_What to work on:_
Copy every line that contains the string "session" from the entries below.

[Opening Supplied material section]

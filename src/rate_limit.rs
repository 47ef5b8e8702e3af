/// Rate Limiting System
use crate::error::{CoreError, CoreResult};
use axum::{
    extract::{Request, State},
    http::StatusCode,
    middleware::Next,
    response::Response,
};
use governor::{
    clock::DefaultClock,
    state::{InMemoryState, NotKeyed},
    Quota, RateLimiter as GovernorLimiter,
};
use std::{num::NonZeroU32, sync::Arc};

/// Rate limiter configuration
#[derive(Debug, Clone)]
pub struct RateLimitConfig {
    /// Requests per second for credential endpoints (scan, login, quick login)
    pub credential_rps: u32,
    /// Requests per second for everything else
    pub general_rps: u32,
    /// Burst size
    pub burst_size: u32,
}

impl Default for RateLimitConfig {
    fn default() -> Self {
        Self {
            credential_rps: 5,
            general_rps: 100,
            burst_size: 20,
        }
    }
}

impl RateLimitConfig {
    pub fn from_server_config(config: &crate::config::RateLimitConfig) -> Self {
        Self {
            credential_rps: config.credential_rps,
            general_rps: config.general_rps,
            burst_size: 20,
        }
    }
}

/// Rate limiter manager
#[derive(Clone)]
pub struct RateLimiter {
    credential: Arc<GovernorLimiter<NotKeyed, InMemoryState, DefaultClock>>,
    general: Arc<GovernorLimiter<NotKeyed, InMemoryState, DefaultClock>>,
}

impl RateLimiter {
    pub fn new(config: RateLimitConfig) -> Self {
        let credential_quota = Quota::per_second(
            NonZeroU32::new(config.credential_rps).unwrap_or(NonZeroU32::new(5).unwrap()),
        )
        .allow_burst(NonZeroU32::new(config.burst_size / 2).unwrap_or(NonZeroU32::new(10).unwrap()));

        let general_quota = Quota::per_second(
            NonZeroU32::new(config.general_rps).unwrap_or(NonZeroU32::new(100).unwrap()),
        )
        .allow_burst(NonZeroU32::new(config.burst_size).unwrap_or(NonZeroU32::new(20).unwrap()));

        Self {
            credential: Arc::new(GovernorLimiter::direct(credential_quota)),
            general: Arc::new(GovernorLimiter::direct(general_quota)),
        }
    }

    /// Check rate limit for credential-bearing requests
    pub fn check_credential(&self) -> CoreResult<()> {
        match self.credential.check() {
            Ok(_) => Ok(()),
            Err(_) => Err(CoreError::RateLimitExceeded {
                retry_after: std::time::Duration::from_secs(1),
            }),
        }
    }

    /// Check rate limit for all other requests
    pub fn check_general(&self) -> CoreResult<()> {
        match self.general.check() {
            Ok(_) => Ok(()),
            Err(_) => Err(CoreError::RateLimitExceeded {
                retry_after: std::time::Duration::from_secs(1),
            }),
        }
    }
}

/// Endpoints that accept or mint credentials get the stricter tier.
fn is_credential_path(path: &str) -> bool {
    path.starts_with("/api/registration/") || path.starts_with("/api/auth/login")
        || path.starts_with("/api/auth/quick-login")
        || path.starts_with("/api/auth/refresh")
}

/// Rate limiting middleware
pub async fn rate_limit_middleware(
    State(ctx): State<crate::context::AppContext>,
    request: Request,
    next: Next,
) -> Result<Response, StatusCode> {
    if !ctx.config.rate_limit.enabled {
        return Ok(next.run(request).await);
    }

    let result = if is_credential_path(request.uri().path()) {
        ctx.rate_limiter.check_credential()
    } else {
        ctx.rate_limiter.check_general()
    };

    match result {
        Ok(_) => Ok(next.run(request).await),
        Err(_) => Err(StatusCode::TOO_MANY_REQUESTS),
    }
}

#[cfg(test)]
mod tests {
    use super::*;

    #[test]
    fn limiter_allows_initial_requests() {
        let limiter = RateLimiter::new(RateLimitConfig::default());
        assert!(limiter.check_credential().is_ok());
        assert!(limiter.check_general().is_ok());
    }

    #[test]
    fn credential_burst_is_capped() {
        let limiter = RateLimiter::new(RateLimitConfig {
            credential_rps: 2,
            general_rps: 100,
            burst_size: 4,
        });

        for _ in 0..2 {
            assert!(limiter.check_credential().is_ok());
        }
        assert!(limiter.check_credential().is_err());
    }

    #[test]
    fn credential_paths_are_classified() {
        assert!(is_credential_path("/api/registration/scan"));
        assert!(is_credential_path("/api/auth/login"));
        assert!(is_credential_path("/api/auth/quick-login"));
        assert!(!is_credential_path("/api/auth/saved-accounts"));
        assert!(!is_credential_path("/health"));
    }
}
/// API routes and handlers
pub mod middleware;
pub mod registration;
pub mod session;

use crate::context::AppContext;
use axum::Router;

/// Build API routes
pub fn routes() -> Router<AppContext> {
    Router::new()
        .merge(registration::routes())
        .merge(session::routes())
}
//! Outbound adapters implementing the domain's driven ports.
//!
//! - **memory**: process-local directory and pull request store
//! - **persistence**: PostgreSQL-backed adapters using Diesel
//!
//! Both sets of adapters are thin translators and carry no assignment rules.

pub mod memory;
pub mod persistence;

[Closing Supplied material section]

_Output for this exercise:_
pub mod session;
        .merge(session::routes())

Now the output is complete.